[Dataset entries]
____________
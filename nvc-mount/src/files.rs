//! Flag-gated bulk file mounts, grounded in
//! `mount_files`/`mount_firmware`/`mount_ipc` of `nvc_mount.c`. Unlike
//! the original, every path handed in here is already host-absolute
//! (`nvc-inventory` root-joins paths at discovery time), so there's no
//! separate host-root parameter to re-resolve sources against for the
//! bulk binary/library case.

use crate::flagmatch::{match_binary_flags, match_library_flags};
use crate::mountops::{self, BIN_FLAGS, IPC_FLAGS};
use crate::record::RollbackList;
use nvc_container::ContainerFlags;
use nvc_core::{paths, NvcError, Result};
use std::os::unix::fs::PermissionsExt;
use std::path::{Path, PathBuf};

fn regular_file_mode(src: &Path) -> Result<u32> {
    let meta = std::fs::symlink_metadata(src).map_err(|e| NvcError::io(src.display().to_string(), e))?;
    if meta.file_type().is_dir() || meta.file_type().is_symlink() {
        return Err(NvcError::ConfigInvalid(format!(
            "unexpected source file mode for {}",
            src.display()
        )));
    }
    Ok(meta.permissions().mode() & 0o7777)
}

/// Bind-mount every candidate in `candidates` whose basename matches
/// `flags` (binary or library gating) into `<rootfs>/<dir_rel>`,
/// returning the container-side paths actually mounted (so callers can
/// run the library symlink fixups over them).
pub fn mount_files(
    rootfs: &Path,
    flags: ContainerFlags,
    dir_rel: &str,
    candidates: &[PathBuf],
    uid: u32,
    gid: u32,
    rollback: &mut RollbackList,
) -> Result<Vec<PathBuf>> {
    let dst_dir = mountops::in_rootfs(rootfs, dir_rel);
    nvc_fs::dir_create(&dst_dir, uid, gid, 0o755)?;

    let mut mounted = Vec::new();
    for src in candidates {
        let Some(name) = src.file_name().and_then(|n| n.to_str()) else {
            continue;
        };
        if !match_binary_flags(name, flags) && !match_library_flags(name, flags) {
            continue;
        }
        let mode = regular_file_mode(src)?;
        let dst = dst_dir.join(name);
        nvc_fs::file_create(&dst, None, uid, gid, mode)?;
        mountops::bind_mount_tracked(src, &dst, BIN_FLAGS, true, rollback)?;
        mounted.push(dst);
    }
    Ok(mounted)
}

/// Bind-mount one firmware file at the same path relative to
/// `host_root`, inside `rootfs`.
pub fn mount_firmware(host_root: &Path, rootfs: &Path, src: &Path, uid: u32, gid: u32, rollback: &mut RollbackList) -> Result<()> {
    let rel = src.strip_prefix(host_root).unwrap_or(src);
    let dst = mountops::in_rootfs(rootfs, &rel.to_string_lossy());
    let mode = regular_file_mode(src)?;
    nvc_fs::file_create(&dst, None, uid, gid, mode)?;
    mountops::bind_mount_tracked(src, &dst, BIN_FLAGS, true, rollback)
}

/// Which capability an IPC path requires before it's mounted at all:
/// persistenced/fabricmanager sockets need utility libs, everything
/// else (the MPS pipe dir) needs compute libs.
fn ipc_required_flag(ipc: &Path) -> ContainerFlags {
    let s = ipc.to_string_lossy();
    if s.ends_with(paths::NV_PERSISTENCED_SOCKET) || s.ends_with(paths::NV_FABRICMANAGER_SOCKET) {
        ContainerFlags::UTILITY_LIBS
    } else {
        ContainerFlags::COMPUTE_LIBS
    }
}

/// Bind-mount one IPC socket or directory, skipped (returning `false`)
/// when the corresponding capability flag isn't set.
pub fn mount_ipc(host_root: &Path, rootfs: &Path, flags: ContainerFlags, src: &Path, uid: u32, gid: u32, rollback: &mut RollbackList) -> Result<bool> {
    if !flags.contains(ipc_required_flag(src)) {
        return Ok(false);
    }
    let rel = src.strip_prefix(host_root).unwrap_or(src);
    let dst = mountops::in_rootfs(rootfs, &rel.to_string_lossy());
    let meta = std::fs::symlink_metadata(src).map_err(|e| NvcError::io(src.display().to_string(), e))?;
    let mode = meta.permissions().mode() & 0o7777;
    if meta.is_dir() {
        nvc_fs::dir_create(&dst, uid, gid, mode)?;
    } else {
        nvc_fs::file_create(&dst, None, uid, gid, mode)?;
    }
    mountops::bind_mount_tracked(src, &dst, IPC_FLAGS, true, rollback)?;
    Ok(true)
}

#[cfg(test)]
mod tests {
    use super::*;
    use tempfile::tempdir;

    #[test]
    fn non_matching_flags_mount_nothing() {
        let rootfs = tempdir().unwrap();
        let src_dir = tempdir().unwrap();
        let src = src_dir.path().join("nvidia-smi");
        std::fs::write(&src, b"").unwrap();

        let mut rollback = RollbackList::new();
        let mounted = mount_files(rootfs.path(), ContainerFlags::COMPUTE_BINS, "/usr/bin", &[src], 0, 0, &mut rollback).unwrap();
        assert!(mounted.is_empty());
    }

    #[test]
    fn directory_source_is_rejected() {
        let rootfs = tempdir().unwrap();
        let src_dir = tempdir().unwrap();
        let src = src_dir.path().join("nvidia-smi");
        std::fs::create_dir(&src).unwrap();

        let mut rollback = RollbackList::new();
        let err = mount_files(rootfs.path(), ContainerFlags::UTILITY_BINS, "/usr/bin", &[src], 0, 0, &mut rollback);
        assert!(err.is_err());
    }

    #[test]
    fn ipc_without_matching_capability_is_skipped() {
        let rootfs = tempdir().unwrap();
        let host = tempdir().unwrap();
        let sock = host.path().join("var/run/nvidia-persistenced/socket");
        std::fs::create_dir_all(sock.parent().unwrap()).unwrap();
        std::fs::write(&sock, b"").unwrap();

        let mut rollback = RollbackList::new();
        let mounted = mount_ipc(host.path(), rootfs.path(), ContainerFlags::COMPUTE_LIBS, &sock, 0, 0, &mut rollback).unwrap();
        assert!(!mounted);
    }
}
____________
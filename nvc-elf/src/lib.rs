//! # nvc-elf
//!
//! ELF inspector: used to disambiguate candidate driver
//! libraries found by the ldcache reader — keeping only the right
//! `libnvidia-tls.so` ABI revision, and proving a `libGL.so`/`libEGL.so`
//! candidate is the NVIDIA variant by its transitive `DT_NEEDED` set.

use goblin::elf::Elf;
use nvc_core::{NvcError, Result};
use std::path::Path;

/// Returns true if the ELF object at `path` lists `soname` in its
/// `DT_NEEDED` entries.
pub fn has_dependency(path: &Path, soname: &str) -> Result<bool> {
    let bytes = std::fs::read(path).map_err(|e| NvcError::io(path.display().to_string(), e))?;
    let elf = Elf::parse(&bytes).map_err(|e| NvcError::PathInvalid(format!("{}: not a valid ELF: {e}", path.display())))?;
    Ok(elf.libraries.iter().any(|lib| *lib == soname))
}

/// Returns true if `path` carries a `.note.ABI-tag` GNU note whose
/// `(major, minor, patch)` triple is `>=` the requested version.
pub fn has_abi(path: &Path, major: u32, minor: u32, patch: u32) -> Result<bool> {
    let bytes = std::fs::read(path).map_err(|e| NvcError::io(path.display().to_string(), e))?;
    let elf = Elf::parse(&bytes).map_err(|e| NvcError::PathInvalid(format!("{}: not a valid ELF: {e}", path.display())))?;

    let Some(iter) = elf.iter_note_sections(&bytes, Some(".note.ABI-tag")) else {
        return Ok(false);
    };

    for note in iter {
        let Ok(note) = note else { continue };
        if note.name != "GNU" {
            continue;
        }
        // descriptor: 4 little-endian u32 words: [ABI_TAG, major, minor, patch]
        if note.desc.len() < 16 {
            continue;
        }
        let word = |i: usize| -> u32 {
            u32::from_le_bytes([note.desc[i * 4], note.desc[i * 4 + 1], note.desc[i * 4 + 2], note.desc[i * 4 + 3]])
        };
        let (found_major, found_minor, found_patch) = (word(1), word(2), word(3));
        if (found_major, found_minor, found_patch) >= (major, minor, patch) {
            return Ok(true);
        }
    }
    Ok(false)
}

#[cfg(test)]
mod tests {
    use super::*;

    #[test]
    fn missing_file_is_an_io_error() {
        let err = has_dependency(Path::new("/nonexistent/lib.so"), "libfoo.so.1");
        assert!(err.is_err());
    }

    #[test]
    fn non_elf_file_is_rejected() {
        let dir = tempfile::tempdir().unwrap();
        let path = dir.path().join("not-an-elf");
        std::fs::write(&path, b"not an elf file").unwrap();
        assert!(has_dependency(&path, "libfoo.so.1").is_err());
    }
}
____________
WORK TO BE COMPLETED:
Only the lines above from the one with "u32::from_le_bytes([note.desc[i * 4], note.desc[i" up to and including the one with "let (found_major, found_minor, found_patch)" should be repeated, exactly as written.

ANSWER BOX:
            u32::from_le_bytes([note.desc[i * 4], note.desc[i * 4 + 1], note.desc[i * 4 + 2], note.desc[i * 4 + 3]])
        };
        let (found_major, found_minor, found_patch) = (word(1), word(2), word(3));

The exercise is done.